Update checker; documentation improvements (#154)

Robert Muchsel · web-flow · commit 02337ec83b7a · 2021-08-09T17:03:37.000-05:00
diff --git a/.gitignore b/.gitignore
@@ -20,3 +20,4 @@
 **/__pycache__/
 /super-linter.log
 /super-linter.report/
+/.version-check
diff --git a/README.md b/README.md
@@ -1,6 +1,6 @@
 # MAX78000 Model Training and Synthesis
 
-_July 20, 2021_
+_August 9, 2021_
 
 The Maxim Integrated AI project is comprised of five repositories:
 
@@ -52,18 +52,71 @@ where “....” is the project root, for example `~/Documents/Source/AI`.
 
 ### Prerequisites
 
-This software currently supports Ubuntu Linux 20.04 LTS. The server version is sufficient, see https://ubuntu.com/download/server. *Alternatively, Ubuntu Linux can also be used inside the Windows Subsystem for Linux (WSL2) by following 
-https://docs.nvidia.com/cuda/wsl-user-guide/. However, please note that WSL2 with CUDA is a pre-release and unexpected behavior may occur.*
+This software requires PyTorch. *For TensorFlow / Keras, please use the `develop-tf` branch.*
 
-When going beyond simple models, model training does not work well without CUDA hardware acceleration. The network loader (“izer”) does not require CUDA, and very simple models can also be trained on systems without CUDA.
+PyTorch operating system and hardware support are constantly evolving. This document does not cover all possible combinations of operating system and hardware, and there is only one officially supported platform.
 
-*Recommendation:* Install the latest version of CUDA 11 on Ubuntu 20.04 LTS. See https://developer.nvidia.com/cuda-toolkit-archive.
+#### Platform Recommendation and Full Support
 
-*Note: When using multiple GPUs, the software will automatically use all available GPUs and distribute the workload. To prevent this, set the `CUDA_VISIBLE_DEVICES` environment variable. Use the `--gpus` command line argument to set the default GPU.*
+Full support and documentation are provided for the following platform:
+
+* CPU: 64-bit amd64/x86_64 “PC” with [Ubuntu Linux 20.04 LTS](https://ubuntu.com/download/server)

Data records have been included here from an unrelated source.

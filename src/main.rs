use std::process::ExitCode;

fn main() -> ExitCode {
    match lab_curves::app::run() {
        Ok(()) => ExitCode::SUCCESS,
        Err(err) => {
            eprintln!("{err}");
            ExitCode::from(err.exit_code())
        }
    }
}
//! SVG chart rendering via Plotters.
//!
//! Two chart kinds:
//! - the fit chart: observed points with error bars (split by sign of the
//!   dependent value), the smooth fitted curve, and a residual panel with a
//!   zero reference line, stacked vertically
//! - the scatter chart: one colored series per dependent column
//!
//! We render to SVG so chart text survives the no-native-font build (the SVG
//! backend emits text elements; rasterizing backends would need font-kit).

use std::path::Path;

use plotters::prelude::*;

use crate::domain::{FitResult, PlotLabels, PointResidual, ScatterData, Series};
use crate::error::AppError;

const FIT_CHART_SIZE: (u32, u32) = (900, 800);
const SCATTER_CHART_SIZE: (u32, u32) = (1000, 600);

fn render_err<E: std::fmt::Display>(e: E) -> AppError {
    AppError::new(5, format!("Failed to render chart: {e}"))
}

/// Bounds for one axis, padded by 5%. `None` when no finite values exist.
fn padded_bounds<I: IntoIterator<Item = f64>>(values: I) -> Option<(f64, f64)> {
    let mut min_v = f64::INFINITY;
    let mut max_v = f64::NEG_INFINITY;
    for v in values {
        if v.is_finite() {
            min_v = min_v.min(v);
            max_v = max_v.max(v);
        }
    }
    if !(min_v.is_finite() && max_v.is_finite()) {
        return None;
    }
    if max_v <= min_v {
        return Some((min_v - 0.5, max_v + 0.5));
    }
    let pad = (max_v - min_v) * 0.05;
    Some((min_v - pad, max_v + pad))
}

/// Write the two-panel fit chart for one series.
///
/// `curve` is the pre-sampled smooth fitted curve (1000 evenly spaced points
/// in the default pipeline).
pub fn write_fit_svg(
    path: &Path,
    series: &Series,
    fit: &FitResult,
    curve: &[(f64, f64)],
    residuals: &[PointResidual],
    labels: &PlotLabels,
) -> Result<(), AppError> {
    let (t0, t1) = padded_bounds(
        residuals
            .iter()
            .map(|r| r.t)
            .chain(curve.iter().map(|&(t, _)| t)),
    )
    .ok_or_else(|| {
        AppError::new(
            5,
            format!("Series '{}' has no finite t values to render.", series.label),
        )
    })?;

    let (y0, y1) = padded_bounds(
        residuals
            .iter()
            .flat_map(|r| [r.y_obs - r.y_err, r.y_obs + r.y_err])
            .chain(curve.iter().map(|&(_, y)| y)),
    )
    .ok_or_else(|| {
        AppError::new(
            5,
            format!("Series '{}' has no finite y values to render.", series.label),
        )
    })?;

    let (r0, r1) = padded_bounds(
        residuals
            .iter()
            .flat_map(|r| [r.residual - r.y_err, r.residual + r.y_err])
            .chain([0.0]),
    )
    .ok_or_else(|| AppError::new(5, "No finite residuals to render."))?;

    let root = SVGBackend::new(path, FIT_CHART_SIZE).into_drawing_area();
    root.fill(&WHITE).map_err(render_err)?;

    // Same 2:1 height split as the terminal plot.
    let (upper, lower) = root.split_vertically((FIT_CHART_SIZE.1 * 2 / 3) as i32);

    let mut chart = ChartBuilder::on(&upper)
        .caption(&labels.title, ("sans-serif", 24))
        .margin(10)
        .x_label_area_size(40)
        .y_label_area_size(60)
        .build_cartesian_2d(t0..t1, y0..y1)
        .map_err(render_err)?;

    chart
        .configure_mesh()
        .x_desc(labels.xlabel.as_str())
        .y_desc(labels.ylabel.as_str())
        .draw()
        .map_err(render_err)?;

    chart
        .draw_series(LineSeries::new(curve.iter().copied(), RED.stroke_width(2)))
        .map_err(render_err)?
        .label(format!("Best fit ({})", fit.model.display_name()))
        .legend(|(x, y)| PathElement::new(vec![(x, y), (x + 16, y)], RED.stroke_width(2)));

    // Presentation-only split: positive and negative observations get their
    // own marker color, as a pure filter over the residual list.
    let positive: Vec<&PointResidual> = residuals.iter().filter(|r| r.y_obs >= 0.0).collect();
    let negative: Vec<&PointResidual> = residuals.iter().filter(|r| r.y_obs < 0.0).collect();

    if !positive.is_empty() {
        chart
            .draw_series(positive.iter().map(|r| {
                ErrorBar::new_vertical(r.t, r.y_obs - r.y_err, r.y_obs, r.y_obs + r.y_err, BLACK.filled(), 6)
            }))
            .map_err(render_err)?
            .label("Positive data")
            .legend(|(x, y)| Circle::new((x + 8, y), 3, BLACK.filled()));
    }
    if !negative.is_empty() {
        chart
            .draw_series(negative.iter().map(|r| {
                ErrorBar::new_vertical(r.t, r.y_obs - r.y_err, r.y_obs, r.y_obs + r.y_err, BLUE.filled(), 6)
            }))
            .map_err(render_err)?
            .label("Negative data")
            .legend(|(x, y)| Circle::new((x + 8, y), 3, BLUE.filled()));
    }

    chart
        .configure_series_labels()
        .border_style(&BLACK)
        .background_style(&WHITE.mix(0.8))
        .draw()
        .map_err(render_err)?;

    let mut resid_chart = ChartBuilder::on(&lower)
        .margin(10)
        .x_label_area_size(40)
        .y_label_area_size(60)
        .build_cartesian_2d(t0..t1, r0..r1)
        .map_err(render_err)?;

    resid_chart
        .configure_mesh()
        .x_desc(labels.xlabel.as_str())
        .y_desc("Residuals")
        .draw()
        .map_err(render_err)?;

    resid_chart
        .draw_series(LineSeries::new([(t0, 0.0), (t1, 0.0)], RED.stroke_width(1)))
        .map_err(render_err)?;

    resid_chart
        .draw_series(residuals.iter().map(|r| {
            ErrorBar::new_vertical(r.t, r.residual - r.y_err, r.residual, r.residual + r.y_err, BLACK.filled(), 6)
        }))
        .map_err(render_err)?;

    root.present().map_err(render_err)?;
    Ok(())
}

/// Write the multi-series scatter chart.
pub fn write_scatter_svg(path: &Path, data: &ScatterData, labels: &PlotLabels) -> Result<(), AppError> {
    let (x0, x1) = padded_bounds(data.x.iter().copied())
        .ok_or_else(|| AppError::new(5, "Scatter x column has no finite values to render."))?;
    let (y0, y1) = padded_bounds(data.series.iter().flatten().copied())
        .ok_or_else(|| AppError::new(5, "Scatter series have no finite values to render."))?;

    let root = SVGBackend::new(path, SCATTER_CHART_SIZE).into_drawing_area();
    root.fill(&WHITE).map_err(render_err)?;

    let mut chart = ChartBuilder::on(&root)
        .caption(&labels.title, ("sans-serif", 24))
        .margin(10)
        .x_label_area_size(40)
        .y_label_area_size(60)
        .build_cartesian_2d(x0..x1, y0..y1)
        .map_err(render_err)?;

    chart
        .configure_mesh()
        .x_desc(labels.xlabel.as_str())
        .y_desc(labels.ylabel.as_str())
        .draw()
        .map_err(render_err)?;

    for (idx, series) in data.series.iter().enumerate() {
        let color = Palette99::pick(idx).to_rgba();
        chart
            .draw_series(
                data.x
                    .iter()
                    .zip(series.iter())
                    .map(|(&x, &y)| Circle::new((x, y), 4, color.filled())),
            )
            .map_err(render_err)?
            .label(format!("Y{}", idx + 1))
            .legend(move |(x, y)| Circle::new((x + 8, y), 4, color.filled()));
    }

    chart
        .configure_series_labels()
        .border_style(&BLACK)
        .background_style(&WHITE.mix(0.8))
        .draw()
        .map_err(render_err)?;

    root.present().map_err(render_err)?;
    Ok(())
}

#[cfg(test)]
mod tests {
    use super::*;

    #[test]
    fn padded_bounds_pads_and_filters() {
        let (lo, hi) = padded_bounds([1.0, f64::NAN, 3.0]).unwrap();
        assert!(lo < 1.0 && hi > 3.0);
        assert!(padded_bounds([f64::NAN, f64::INFINITY]).is_none());
        // degenerate range widens instead of collapsing
        let (lo, hi) = padded_bounds([2.0, 2.0]).unwrap();
        assert!(lo < 2.0 && hi > 2.0);
    }

    #[test]
    fn scatter_svg_smoke() {
        let data = ScatterData {
            x: vec![0.1, 0.2, 0.3],
            series: vec![vec![2.0, 2.1, 2.2], vec![1.9, 2.0, 2.1]],
            rows_read: 3,
        };
        let path = std::env::temp_dir().join(format!("lab_curves_scatter_{}.svg", std::process::id()));
        write_scatter_svg(&path, &data, &PlotLabels::default()).unwrap();

        let text = std::fs::read_to_string(&path).unwrap();
        assert!(text.contains("<svg"));
        let _ = std::fs::remove_file(&path);
    }

    #[test]
    fn scatter_svg_rejects_all_non_finite_axes() {
        let data = ScatterData {
            x: vec![f64::NAN, f64::NAN],
            series: vec![vec![1.0, 2.0]],
            rows_read: 2,
        };
        let path = std::env::temp_dir().join("lab_curves_should_not_exist.svg");
        let err = write_scatter_svg(&path, &data, &PlotLabels::default()).unwrap_err();
        assert_eq!(err.exit_code(), 5);
    }
}
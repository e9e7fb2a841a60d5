//! Model evaluation for the four curve variants.
//!
//! The fitter relies on two primitive operations:
//! - predict `y(t)` given the parameter vector (for residuals/plots)
//! - fill a Jacobian row `∂y/∂p_j` at a given `t` (for the optimizer and the
//!   covariance of the fitted parameters)
//!
//! These are implemented here for each model kind.

use crate::domain::ModelKind;

/// Predict `y(t)` for the given model kind.
///
/// # Panics
/// Panics if `params` does not have length `model.param_len()`. Callers size
/// the parameter vector when they validate the initial guess.
pub fn predict(model: ModelKind, t: f64, params: &[f64]) -> f64 {
    match model {
        ModelKind::Exponential => {
            // y = a·e^(b·t) + c
            params[0] * (params[1] * t).exp() + params[2]
        }
        ModelKind::Linear => {
            // y = m·t + b
            params[0] * t + params[1]
        }
        ModelKind::Quadratic => {
            // y = a·t² + b·t + c
            params[0] * t * t + params[1] * t + params[2]
        }
        ModelKind::ExpDecay => {
            // y = a·e^(−t/b)
            params[0] * (-t / params[1]).exp()
        }
    }
}

/// Fill a Jacobian row with `∂y/∂p_j` at `t`.
///
/// # Panics
/// Panics if `out` or `params` does not have length `model.param_len()`.
pub fn fill_jacobian_row(model: ModelKind, t: f64, params: &[f64], out: &mut [f64]) {
    match model {
        ModelKind::Exponential => {
            let e = (params[1] * t).exp();
            out[0] = e;
            out[1] = params[0] * t * e;
            out[2] = 1.0;
        }
        ModelKind::Linear => {
            out[0] = t;
            out[1] = 1.0;
        }
        ModelKind::Quadratic => {
            out[0] = t * t;
            out[1] = t;
            out[2] = 1.0;
        }
        ModelKind::ExpDecay => {
            let b = params[1];
            let e = (-t / b).exp();
            out[0] = e;
            out[1] = params[0] * t * e / (b * b);
        }
    }
}

#[cfg(test)]
mod tests {
    use super::*;

    #[test]
    fn predict_known_values() {
        assert_eq!(predict(ModelKind::Linear, 3.0, &[2.0, 1.0]), 7.0);
        assert_eq!(predict(ModelKind::Quadratic, 2.0, &[1.0, -1.0, 0.5]), 2.5);
        let y = predict(ModelKind::Exponential, 0.0, &[2.0, -0.3, 1.0]);
        assert!((y - 3.0).abs() < 1e-12);
        let y = predict(ModelKind::ExpDecay, 2.0, &[4.0, 2.0]);
        assert!((y - 4.0 * (-1.0f64).exp()).abs() < 1e-12);
    }

    #[test]
    fn jacobian_matches_finite_differences() {
        let cases: &[(ModelKind, Vec<f64>)] = &[
            (ModelKind::Exponential, vec![1.5, -0.4, 0.7]),
            (ModelKind::Linear, vec![2.0, -1.0]),
            (ModelKind::Quadratic, vec![0.5, -1.5, 2.0]),
            (ModelKind::ExpDecay, vec![3.0, 1.8]),
        ];
        let h = 1e-6;

        for (kind, params) in cases {
            let p = kind.param_len();
            let mut row = vec![0.0; p];
            for &t in &[0.0, 0.5, 1.0, 3.0] {
                fill_jacobian_row(*kind, t, params, &mut row);
                for j in 0..p {
                    let mut hi = params.clone();
                    let mut lo = params.clone();
                    hi[j] += h;
                    lo[j] -= h;
                    let numeric =
                        (predict(*kind, t, &hi) - predict(*kind, t, &lo)) / (2.0 * h);
                    assert!(
                        (row[j] - numeric).abs() < 1e-5,
                        "{kind:?} dy/dp[{j}] at t={t}: analytic={} numeric={numeric}",
                        row[j],
                    );
                }
            }
        }
    }
}
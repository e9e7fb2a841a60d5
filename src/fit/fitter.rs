//! Weighted nonlinear least-squares fitting.
//!
//! Given a series `(t_i, y_i, σ_i)` and a model kind, we minimize
//!
//! ```text
//! χ² = Σ ((y_i - f(t_i; p)) / σ_i)²
//! ```
//!
//! over the parameter vector `p`, starting from the caller's initial guess.
//!
//! Implementation choices:
//! - Levenberg-Marquardt via the `levenberg-marquardt` crate with analytic
//!   Jacobians; residuals are scaled by `1/σ_i` so the optimizer works on the
//!   weighted problem directly.
//! - Uncertainties are treated as **absolute** standard deviations: the
//!   parameter covariance is `(JᵀJ)⁻¹` of the weighted Jacobian at the
//!   solution, with no reduced-χ² rescaling. Reported parameter uncertainties
//!   therefore scale directly with the input error magnitudes.
//! - The covariance inverse goes through a Cholesky factorization, which
//!   doubles as the positive-definiteness check for identifiability.

use levenberg_marquardt::{LeastSquaresProblem, LevenbergMarquardt};
use nalgebra::storage::Owned;
use nalgebra::{Cholesky, DMatrix, DVector, Dyn, Matrix, Vector};

use crate::domain::{FitQuality, FitResult, ModelKind, Series};
use crate::error::AppError;
use crate::models::{fill_jacobian_row, predict};

/// The weighted residual problem handed to the Levenberg-Marquardt solver.
///
/// Residuals are `r_i = (y_i - f(t_i; p)) / σ_i`, so the Jacobian entries are
/// `-∂f/∂p_j / σ_i`. Returning `None` from `residuals`/`jacobian` signals the
/// solver that the current parameters left the model's valid region (e.g. an
/// overflowing exponential).
struct CurveProblem<'a> {
    model: ModelKind,
    t: &'a [f64],
    y: &'a [f64],
    y_err: &'a [f64],
    params: DVector<f64>,
}

impl LeastSquaresProblem<f64, Dyn, Dyn> for CurveProblem<'_> {
    type ResidualStorage = Owned<f64, Dyn>;
    type JacobianStorage = Owned<f64, Dyn, Dyn>;
    type ParameterStorage = Owned<f64, Dyn>;

    fn set_params(&mut self, params: &Vector<f64, Dyn, Self::ParameterStorage>) {
        self.params.copy_from(params);
    }

    fn params(&self) -> Vector<f64, Dyn, Self::ParameterStorage> {
        self.params.clone()
    }

    fn residuals(&self) -> Option<Vector<f64, Dyn, Self::ResidualStorage>> {
        let params = self.params.as_slice();
        let mut out = DVector::<f64>::zeros(self.t.len());
        for i in 0..self.t.len() {
            let y_fit = predict(self.model, self.t[i], params);
            let r = (self.y[i] - y_fit) / self.y_err[i];
            if !r.is_finite() {
                return None;
            }
            out[i] = r;
        }
        Some(out)
    }

    fn jacobian(&self) -> Option<Matrix<f64, Dyn, Dyn, Self::JacobianStorage>> {
        let params = self.params.as_slice();
        let p = self.model.param_len();
        let mut jac = DMatrix::<f64>::zeros(self.t.len(), p);
        let mut row = vec![0.0; p];
        for i in 0..self.t.len() {
            fill_jacobian_row(self.model, self.t[i], params, &mut row);
            for j in 0..p {
                let v = -row[j] / self.y_err[i];
                if !v.is_finite() {
                    return None;
                }
                jac[(i, j)] = v;
            }
        }
        Some(jac)
    }
}

/// Fit `model` to `series` starting from `initial_guess`.
///
/// Produces a fresh [`FitResult`] on success; on failure nothing is written
/// anywhere, so a previous result held by the caller stays valid.
pub fn fit(model: ModelKind, series: &Series, initial_guess: &[f64]) -> Result<FitResult, AppError> {
    let p = model.param_len();
    if initial_guess.len() != p {
        return Err(AppError::new(
            4,
            format!(
                "{} expects {p} parameters, but the initial guess has {}.",
                model.display_name(),
                initial_guess.len()
            ),
        ));
    }
    if initial_guess.iter().any(|v| !v.is_finite()) {
        return Err(AppError::new(4, "Initial guess contains non-finite values."));
    }

    let n = series.len();
    if n == 0 {
        return Err(AppError::new(3, "No data points to fit."));
    }
    if series.y.len() != n || series.y_err.len() != n {
        return Err(AppError::new(
            3,
            format!("Series '{}' has mismatched column lengths.", series.label),
        ));
    }
    if n < p {
        return Err(AppError::new(
            4,
            format!(
                "{} needs at least {p} points, series '{}' has {n}.",
                model.display_name(),
                series.label
            ),
        ));
    }
    if series.t.iter().chain(series.y.iter()).any(|v| !v.is_finite()) {
        return Err(AppError::new(
            3,
            format!("Series '{}' contains non-finite values.", series.label),
        ));
    }
    if series.y_err.iter().any(|e| !e.is_finite() || *e <= 0.0) {
        return Err(AppError::new(
            3,
            format!(
                "Series '{}' has zero, negative, or non-finite uncertainties; weighted fitting needs σ > 0.",
                series.label
            ),
        ));
    }

    let problem = CurveProblem {
        model,
        t: &series.t,
        y: &series.y,
        y_err: &series.y_err,
        params: DVector::from_column_slice(initial_guess),
    };

    let (problem, report) = LevenbergMarquardt::new().minimize(problem);
    if !report.termination.was_successful() {
        return Err(AppError::new(
            4,
            format!(
                "{} fit on series '{}' did not converge: {:?}",
                model.display_name(),
                series.label,
                report.termination
            ),
        ));
    }

    let params: Vec<f64> = problem.params.iter().copied().collect();
    if params.iter().any(|v| !v.is_finite()) {
        return Err(AppError::new(
            4,
            format!("{} fit produced non-finite parameters.", model.display_name()),
        ));
    }

    // Covariance of the fitted parameters from the weighted Jacobian at the
    // solution. A failed Cholesky means JᵀJ is singular or not positive
    // definite, i.e. the model is not identifiable at this solution.
    let jac = problem.jacobian().ok_or_else(|| {
        AppError::new(
            4,
            format!("{} Jacobian is not finite at the solution.", model.display_name()),
        )
    })?;
    let jtj = jac.transpose() * &jac;
    let chol = Cholesky::new(jtj).ok_or_else(|| {
        AppError::new(
            4,
            format!(
                "{} covariance is singular or not positive definite (model not identifiable here).",
                model.display_name()
            ),
        )
    })?;
    let cov = chol.inverse();

    let mut uncertainties = Vec::with_capacity(p);
    for j in 0..p {
        let var = cov[(j, j)];
        if !var.is_finite() || var < 0.0 {
            return Err(AppError::new(
                4,
                format!("{} covariance diagonal is invalid.", model.display_name()),
            ));
        }
        uncertainties.push(var.sqrt());
    }

    let residuals = problem.residuals().ok_or_else(|| {
        AppError::new(
            4,
            format!("{} residuals are not finite at the solution.", model.display_name()),
        )
    })?;
    let chi2 = residuals.norm_squared();

    let mut sse = 0.0;
    for i in 0..n {
        let r = series.y[i] - predict(model, series.t[i], &params);
        sse += r * r;
    }
    let rmse = (sse / n as f64).sqrt();

    Ok(FitResult {
        model,
        params,
        uncertainties,
        quality: FitQuality {
            chi2,
            rmse,
            n,
            dof: n - p,
        },
    })
}

#[cfg(test)]
mod tests {
    use super::*;

    fn series(t: Vec<f64>, y: Vec<f64>, y_err: Vec<f64>) -> Series {
        Series {
            label: "max".to_string(),
            t,
            y,
            y_err,
        }
    }

    fn synthetic(model: ModelKind, params: &[f64], t: &[f64], sigma: f64) -> Series {
        let y: Vec<f64> = t.iter().map(|&ti| predict(model, ti, params)).collect();
        let y_err = vec![sigma; t.len()];
        series(t.to_vec(), y, y_err)
    }

    #[test]
    fn linear_fit_recovers_known_parameters() {
        // y = 2t + 1 on t = [0,1,2,3], σ = 0.1 everywhere.
        let s = series(
            vec![0.0, 1.0, 2.0, 3.0],
            vec![1.0, 3.0, 5.0, 7.0],
            vec![0.1; 4],
        );
        let fit = fit(ModelKind::Linear, &s, &[1.0, 1.0]).unwrap();

        assert!((fit.params[0] - 2.0).abs() < 1e-8);
        assert!((fit.params[1] - 1.0).abs() < 1e-8);
        assert!(fit.quality.chi2 < 1e-12);
        // Absolute-sigma uncertainties are set by σ and the design, not by
        // the (zero) residuals: small and finite, but not literally zero.
        for u in &fit.uncertainties {
            assert!(u.is_finite() && *u > 0.0 && *u < 0.1);
        }
        assert_eq!(fit.quality.n, 4);
        assert_eq!(fit.quality.dof, 2);
    }

    #[test]
    fn quadratic_fit_recovers_known_parameters() {
        let truth = [0.5, -1.0, 2.0];
        let t: Vec<f64> = (0..12).map(|i| i as f64 * 0.5).collect();
        let s = synthetic(ModelKind::Quadratic, &truth, &t, 0.05);
        let fit = fit(ModelKind::Quadratic, &s, &[1.0, 1.0, 1.0]).unwrap();

        for (got, want) in fit.params.iter().zip(truth.iter()) {
            assert!((got - want).abs() < 1e-7, "got {got}, want {want}");
        }
        assert!(fit.quality.chi2 < 1e-10);
    }

    #[test]
    fn exponential_fit_recovers_known_parameters() {
        let truth = [2.0, -0.5, 1.0];
        let t: Vec<f64> = (0..16).map(|i| i as f64 * 0.5).collect();
        let s = synthetic(ModelKind::Exponential, &truth, &t, 0.01);
        let fit = fit(ModelKind::Exponential, &s, &ModelKind::Exponential.default_guess()).unwrap();

        for (got, want) in fit.params.iter().zip(truth.iter()) {
            assert!((got - want).abs() < 1e-5, "got {got}, want {want}");
        }
    }

    #[test]
    fn exp_decay_fit_recovers_known_parameters() {
        let truth = [3.0, 2.0];
        let t: Vec<f64> = (0..10).map(|i| i as f64 * 0.4).collect();
        let s = synthetic(ModelKind::ExpDecay, &truth, &t, 0.01);
        let fit = fit(ModelKind::ExpDecay, &s, &[1.0, 1.0]).unwrap();

        for (got, want) in fit.params.iter().zip(truth.iter()) {
            assert!((got - want).abs() < 1e-6, "got {got}, want {want}");
        }
    }

    #[test]
    fn mismatched_guess_length_is_a_fit_error() {
        let s = series(vec![0.0, 1.0, 2.0], vec![1.0, 2.0, 3.0], vec![0.1; 3]);
        let err = fit(ModelKind::Linear, &s, &[1.0, 1.0, 1.0]).unwrap_err();
        assert_eq!(err.exit_code(), 4);
    }

    #[test]
    fn non_positive_sigma_is_a_data_error() {
        let s = series(vec![0.0, 1.0, 2.0], vec![1.0, 2.0, 3.0], vec![0.1, 0.0, 0.1]);
        let err = fit(ModelKind::Linear, &s, &[1.0, 1.0]).unwrap_err();
        assert_eq!(err.exit_code(), 3);
    }

    #[test]
    fn fewer_points_than_parameters_is_a_fit_error() {
        let s = series(vec![0.0, 1.0], vec![1.0, 2.0], vec![0.1; 2]);
        let err = fit(ModelKind::Quadratic, &s, &[1.0, 1.0, 1.0]).unwrap_err();
        assert_eq!(err.exit_code(), 4);
    }

    #[test]
    fn switching_models_leaves_the_series_untouched() {
        let s = series(
            vec![0.0, 1.0, 2.0, 3.0],
            vec![1.0, 3.0, 5.0, 7.0],
            vec![0.1; 4],
        );
        let before = (s.t.clone(), s.y.clone(), s.y_err.clone());

        let linear = fit(ModelKind::Linear, &s, &[1.0, 1.0]).unwrap();
        let quadratic = fit(ModelKind::Quadratic, &s, &[1.0, 1.0, 1.0]).unwrap();

        assert_eq!(before, (s.t.clone(), s.y.clone(), s.y_err.clone()));
        assert_eq!(linear.params.len(), 2);
        assert_eq!(quadratic.params.len(), 3);
    }
}
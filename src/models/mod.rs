//! Parametric model implementations.
//!
//! Models are implemented as small, pure functions so that fitting/plotting
//! code can stay generic over `ModelKind`.

pub mod model;

pub use model::*;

+* GPU for hardware acceleration (optional): Nvidia with [CUDA 11](https://developer.nvidia.com/cuda-toolkit-archive)
+* [PyTorch 1.8.1 (LTS)](https://pytorch.org/get-started/locally/) on Python 3.8.11
+
+Limited support and advice for using other hardware and software combinations is available as follows.
+
+#### Operating System Support
+
+##### Linux
+
+**The only officially supported platform for model training** is Ubuntu Linux 20.04 LTS on amd64/x86_64, either the desktop or the [server version](https://ubuntu.com/download/server).
+
+*Note that hardware acceleration/CUDA is <u>not available</u> in PyTorch for Raspberry Pi 4 and other <u>aarch64/arm64</u> devices, even those running Ubuntu Linux 20.04. See also [Development on Raspberry Pi 4 and 400](docs/RaspberryPi.md) (unsupported).*
+
+This document also provides instructions for installing on RedHat Enterprise Linux / CentOS 8 with limited support.
+
+##### Windows
+
+Ubuntu Linux 20.04 can be used inside the Windows Subsystem for Linux (WSL2) by following
+https://docs.nvidia.com/cuda/wsl-user-guide/.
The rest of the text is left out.